You are viewing your 1 free article this month. Login to read more articles.
The Publishers Association (PA) has expressed its disappointment in Brussels' inability to resolve a dispute with the Czech Republic preventing VAT on e-books from being reduced in the European Union. At the same time, the trade body has suggested one "silver lining" of Brexit could be that the UK takes back control of its VAT rates to make the "overdue" changes.
The PA shared its views while submitting its response to an inquiry by the Treasury Select Committee into VAT in the UK, which is currently looking at what the opportunities and challenges Brexit presents for the UK’s VAT regime and how VAT could be improved.
The European Commission currently classes e-books as "e-publications" which have to be charged a VAT rate. In the UK, e-books are charged a standard VAT rate of 20%, while their print counterparts are exempt from the charge.
In November 2016, the European Commission (‘EC’) proposed allowing countries to drop or eliminate their VAT rates on the electronic books. However, the Czech Republic blocked the reform in June 2017, insisting it be linked to other anti-VAT fraud measures. Over the last few months there has been intensive discussions to resolve the impasse, but at a meeting of finances ministers in Brussels last month the proposal was once again blocked.
PA Chief executive Stephen Lotinga said: "It was disappointing that last week’s ECOFIN meeting in Brussels was yet again unable to break the log jam within the EU on e-book VAT. Against that backdrop, one of the silver linings from Brexit is that UK can take back control of its VAT rates when it leaves the EU – so it is very encouraging that the Treasury Select Committee is consulting on the future of our UK VAT regime.
"One of the biggest injustices of that regime remains the imposition of a 20% tax on e-books, audiobooks and online journals, which discriminates against the print disabled and is both socially and economically counterproductive. The UK government has never taxed printed books – taxing digital books runs counter to its own principles and fails to recognise the changes in the way we all read now, from children looking at digital picturebooks to pensioners who read large-print e-books. Students, the deaf and visually impaired and parents are among those forced to pay more for access. This is unfair and simply doesn’t make sense."

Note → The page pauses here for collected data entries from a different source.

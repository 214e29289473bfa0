//! In-memory connection fed through channels.

use std::collections::VecDeque;
use std::sync::{Arc, Mutex, PoisonError};

use async_trait::async_trait;
use futures::StreamExt;
use serde_json::Value;
use tokio::sync::mpsc;
use tokio_stream::wrappers::UnboundedReceiverStream;
use tokio_util::sync::CancellationToken;

use super::{until_cancelled, Connection};
use crate::error::{Result, TurnstileError};
use crate::parser::ChunkStream;
use crate::types::{ChunkEvent, Message};

/// What a connect call was asked to send.
#[derive(Debug, Clone)]
pub struct ConnectRequest {
    pub messages: Vec<Message>,
    pub data: Option<Value>,
}

type Response = mpsc::UnboundedReceiver<Result<ChunkEvent>>;

#[derive(Debug, Default)]
struct Inner {
    responses: VecDeque<Response>,
    requests: Vec<ConnectRequest>,
}

/// A connection whose responses are queued ahead of time, one per connect.
///
/// Useful for embedding a local producer and for tests.
#[derive(Debug, Clone, Default)]
pub struct ChannelConnection {
    inner: Arc<Mutex<Inner>>,
}

/// Producer side of one queued response.
#[derive(Debug, Clone)]
pub struct ChannelResponder {
    tx: mpsc::UnboundedSender<Result<ChunkEvent>>,
}

impl ChannelResponder {
    /// Send a chunk. Returns `false` once the consumer is gone.
    pub fn send(&self, chunk: ChunkEvent) -> bool {
        self.tx.send(Ok(chunk)).is_ok()
    }

    /// Fail the stream with a transport-level error.
    pub fn fail(&self, err: TurnstileError) -> bool {
        self.tx.send(Err(err)).is_ok()
    }

    pub fn is_closed(&self) -> bool {
        self.tx.is_closed()
    }
}

impl ChannelConnection {
    pub fn new() -> Self {
        Self::default()
    }

    /// Queue a response for the next connect and return its producer. The
    /// stream ends when every clone of the responder is dropped.
    pub fn respond(&self) -> ChannelResponder {
        let (tx, rx) = mpsc::unbounded_channel();
        self.lock().responses.push_back(rx);
        ChannelResponder { tx }
    }

    /// Queue a complete response.
    pub fn respond_with(&self, chunks: impl IntoIterator<Item = ChunkEvent>) {
        let responder = self.respond();
        for chunk in chunks {
            responder.send(chunk);
        }
    }

    /// Every request received so far.
    pub fn requests(&self) -> Vec<ConnectRequest> {
        self.lock().requests.clone()
    }

    fn lock(&self) -> std::sync::MutexGuard<'_, Inner> {
        self.inner.lock().unwrap_or_else(PoisonError::into_inner)
    }
}

#[async_trait]
impl Connection for ChannelConnection {
    async fn connect(
        &self,
        messages: &[Arc<Message>],
        data: Option<Value>,
        cancel: CancellationToken,
    ) -> Result<ChunkStream> {
        let response = {
            let mut inner = self.lock();
            inner.requests.push(ConnectRequest {
                messages: messages.iter().map(|m| Message::clone(m)).collect(),
                data,
            });
            inner.responses.pop_front()
        };
        let rx = response
            .ok_or_else(|| TurnstileError::Transport("no response queued".to_string()))?;
        Ok(until_cancelled(
            UnboundedReceiverStream::new(rx).boxed(),
            cancel,
        ))
    }
}
//! Server-side resolution of a turn's tool calls.

use std::collections::HashMap;

use serde::{Deserialize, Serialize};
use serde_json::{json, Value};

use super::tool::{ToolDefinition, ToolKind, ToolRegistry};
use crate::types::{ApprovalRequest, ApprovalState, ToolCallPhase, ToolCallState, ToolInputRequest};

/// Error text recorded when a human declines a gated tool.
pub const DECLINED_MESSAGE: &str = "User declined tool execution";

/// Approval id derived from a tool-call id.
pub fn approval_id(tool_call_id: &str) -> String {
    format!("approval_{tool_call_id}")
}

/// Output of one resolved tool call.
#[derive(Debug, Clone, Serialize, Deserialize, PartialEq)]
#[serde(rename_all = "camelCase")]
pub struct ToolExecutionResult {
    pub tool_call_id: String,
    pub tool_name: String,
    pub result: Value,
    /// `output-available` or `output-error`.
    pub state: ToolCallPhase,
}

impl ToolExecutionResult {
    fn ok(call: &ToolCallState, result: Value) -> Self {
        Self {
            tool_call_id: call.id.clone(),
            tool_name: call.name.clone(),
            result,
            state: ToolCallPhase::OutputAvailable,
        }
    }

    fn error(call: &ToolCallState, message: impl Into<String>) -> Self {
        Self {
            tool_call_id: call.id.clone(),
            tool_name: call.name.clone(),
            result: json!({ "error": message.into() }),
            state: ToolCallPhase::OutputError,
        }
    }

    pub fn is_error(&self) -> bool {
        self.state == ToolCallPhase::OutputError
    }
}

/// Outcome of [`execute_tool_calls`].
#[derive(Debug, Clone, Default, PartialEq)]
pub struct ExecuteToolCallsResult {
    pub results: Vec<ToolExecutionResult>,
    pub needs_approval: Vec<ApprovalRequest>,
    pub needs_client_execution: Vec<ToolInputRequest>,
}

/// Resolve each tool call against the registry.
///
/// - Client-side tools (client or definition-only) request client execution
///   unless `client_results` already holds their output. When gated, they
///   first need an approval decision.
/// - Gated server tools run once `approvals` holds `approval_<id> = true`.
///   A `false` decision yields a [`DECLINED_MESSAGE`] error result.
/// - Other server tools run immediately.
///
/// Unknown tools, unparsable arguments and handler failures become
/// `output-error` results for that call only.
pub async fn execute_tool_calls(
    calls: &[ToolCallState],
    registry: &ToolRegistry,
    approvals: &HashMap<String, bool>,
    client_results: &HashMap<String, Value>,
) -> ExecuteToolCallsResult {
    let mut outcome = ExecuteToolCallsResult::default();

    for call in calls {
        let Some(tool) = registry.get(&call.name) else {
            outcome.results.push(ToolExecutionResult::error(
                call,
                format!("Unknown tool: {}", call.name),
            ));
            continue;
        };

        let input = match call.parsed_arguments() {
            Ok(input) => input,
            Err(err) => {
                tracing::warn!(tool_call_id = %call.id, error = %err, "unparsable tool arguments");
                outcome
                    .results
                    .push(ToolExecutionResult::error(call, err.to_string()));
                continue;
            }
        };

        let approval = tool
            .needs_approval
            .then(|| approval_id(&call.id))
            .map(|id| (approvals.get(&id).copied(), id));

        match approval {
            Some((None, id)) => {
                outcome.needs_approval.push(ApprovalRequest {
                    tool_call_id: call.id.clone(),
                    tool_name: call.name.clone(),
                    input,
                    approval: ApprovalState {
                        id,
                        needs_approval: true,
                        approved: None,
                    },
                });
            }
            Some((Some(false), _)) => {
                outcome
                    .results
                    .push(ToolExecutionResult::error(call, DECLINED_MESSAGE));
            }
            Some((Some(true), _)) | None => {
                if let Some(result) = run(tool, call, input, client_results, &mut outcome).await {
                    outcome.results.push(result);
                }
            }
        }
    }

    outcome
}

async fn run(
    tool: &ToolDefinition,
    call: &ToolCallState,
    input: Value,
    client_results: &HashMap<String, Value>,
    outcome: &mut ExecuteToolCallsResult,
) -> Option<ToolExecutionResult> {
    match &tool.kind {
        ToolKind::Server { execute } => Some(match execute(input).await {
            Ok(value) => ToolExecutionResult::ok(call, value),
            Err(err) => {
                tracing::warn!(tool = %call.name, error = %err, "tool execution failed");
                ToolExecutionResult::error(call, err.to_string())
            }
        }),
        ToolKind::Client { .. } | ToolKind::DefinitionOnly => match client_results.get(&call.id) {
            Some(value) => Some(ToolExecutionResult::ok(call, value.clone())),
            None => {
                outcome.needs_client_execution.push(ToolInputRequest {
                    tool_call_id: call.id.clone(),
                    tool_name: call.name.clone(),
                    input,
                });
                None
            }
        },
    }
}
//! Bounded four-band priority queue
//!
//! One bounded FIFO channel per priority band, identical capacity. Enqueue
//! never blocks: a saturated band returns `QueueError::Full` and the request
//! is the caller's to drop. Fetch drains strictly Critical -> High -> Normal
//! -> Low with non-blocking trylocks, so a fetch returns a lower band only
//! when every higher band was empty at that instant.

use thornvale_core::{AiJob, Priority};
use tokio::sync::mpsc;
use tokio::sync::Mutex;

#[derive(Debug, thiserror::Error)]
pub enum QueueError {
    #[error("queue full for priority {0}")]
    Full(Priority),

    #[error("queue closed")]
    Closed,
}

pub struct RequestQueue {
    capacity: usize,
    senders: Vec<mpsc::Sender<AiJob>>,
    receivers: Vec<Mutex<mpsc::Receiver<AiJob>>>,
}

impl RequestQueue {
    /// Create a queue with `capacity` slots per band.
    pub fn new(capacity: usize) -> Self {
        let mut senders = Vec::with_capacity(Priority::ALL.len());
        let mut receivers = Vec::with_capacity(Priority::ALL.len());
        for _ in Priority::ALL {
            let (tx, rx) = mpsc::channel(capacity);
            senders.push(tx);
            receivers.push(Mutex::new(rx));
        }
        Self {
            capacity,
            senders,
            receivers,
        }
    }

    pub fn capacity(&self) -> usize {
        self.capacity
    }

    /// Non-blocking enqueue onto the job's band.
    pub fn enqueue(&self, job: AiJob) -> Result<(), QueueError> {
        let band = job.priority;
        match self.senders[band.index()].try_send(job) {
            Ok(()) => Ok(()),
            Err(mpsc::error::TrySendError::Full(_)) => Err(QueueError::Full(band)),
            Err(mpsc::error::TrySendError::Closed(_)) => Err(QueueError::Closed),
        }
    }

    /// Fetch the highest-priority job available right now, if any.
    pub fn fetch(&self) -> Option<AiJob> {
        for receiver in &self.receivers {
            if let Ok(mut rx) = receiver.try_lock() {
                if let Ok(job) = rx.try_recv() {
                    return Some(job);
                }
            }
        }
        None
    }

    /// Jobs currently waiting across all bands.
    pub fn depth(&self) -> usize {
        self.senders
            .iter()
            .map(|tx| tx.max_capacity() - tx.capacity())
            .sum()
    }

    /// Waiting jobs in one band.
    pub fn band_depth(&self, priority: Priority) -> usize {
        let tx = &self.senders[priority.index()];
        tx.max_capacity() - tx.capacity()
    }
}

He added: "We have called on the committee to call on government to axe the tax on e-books as soon as it is practical to do so. This will show the world we are serious about being a world-leading digital nation and remove unfair discrimination against digital reading."
As part of its submission to the Select Committee, the PA emphasised its view that "a book is a book" and the tax on e-books equates to a "tax on knowledge", thereby proving ultimately "socially and economically counterproductive".
"A book is a book, however you read it, and recognition of this fact is long overdue," the PA said.
It argued the tax on e-books adversely affects children who are "embracing digital technology more and more", as well as older people over 55 who, according to Nielsen, make up a third of e-book readers and particularly benefit from increased accessibility options and enlarged fonts available in digital formats.
Other groups at a disadvantage are students, universities and academic libraries, the PA said, arguing the tax "significantly impacts ... an already fiscally-strained higher education system", whilst also contradicting stated aims of the Open Access agenda.
At stake is a move that would benefit in the region of 15m e-book readers in the UK, Lotinga said, as well as millions more who use e-journals and e-learning materials and e-zines.
"Successive UK governments have committed to avoiding a tax on learning and education by refusing to apply VAT to print books and journals, as was the case at the outset when VAT replaced the purchase tax in 1973. This is entirely right and the unique status of these products as an educational good has been recognised for 80 years. The general principle of avoiding a tax on knowledge and of making information accessible to all levels of society is even longer established, having taken hold in the 19th century," Lotinga wrote as part of the PA's submission to the inquiry.
"The Publishers Association urges the committee to recommend that this long-standing principle is upheld and brought into the digital age. Such a move would significantly benefit the roughly 15m e-book readers in the UK, as well as the millions more who access ejournals, elearning materials and emagazines/enewspapers that sit behind a pay wall. We will continue to make the case to government that the UK should cut the e-book tax and we very much hope that the committee can consider this measure in its analysis of how the government should structure its VAT regime after the UK withdraws from the European Union."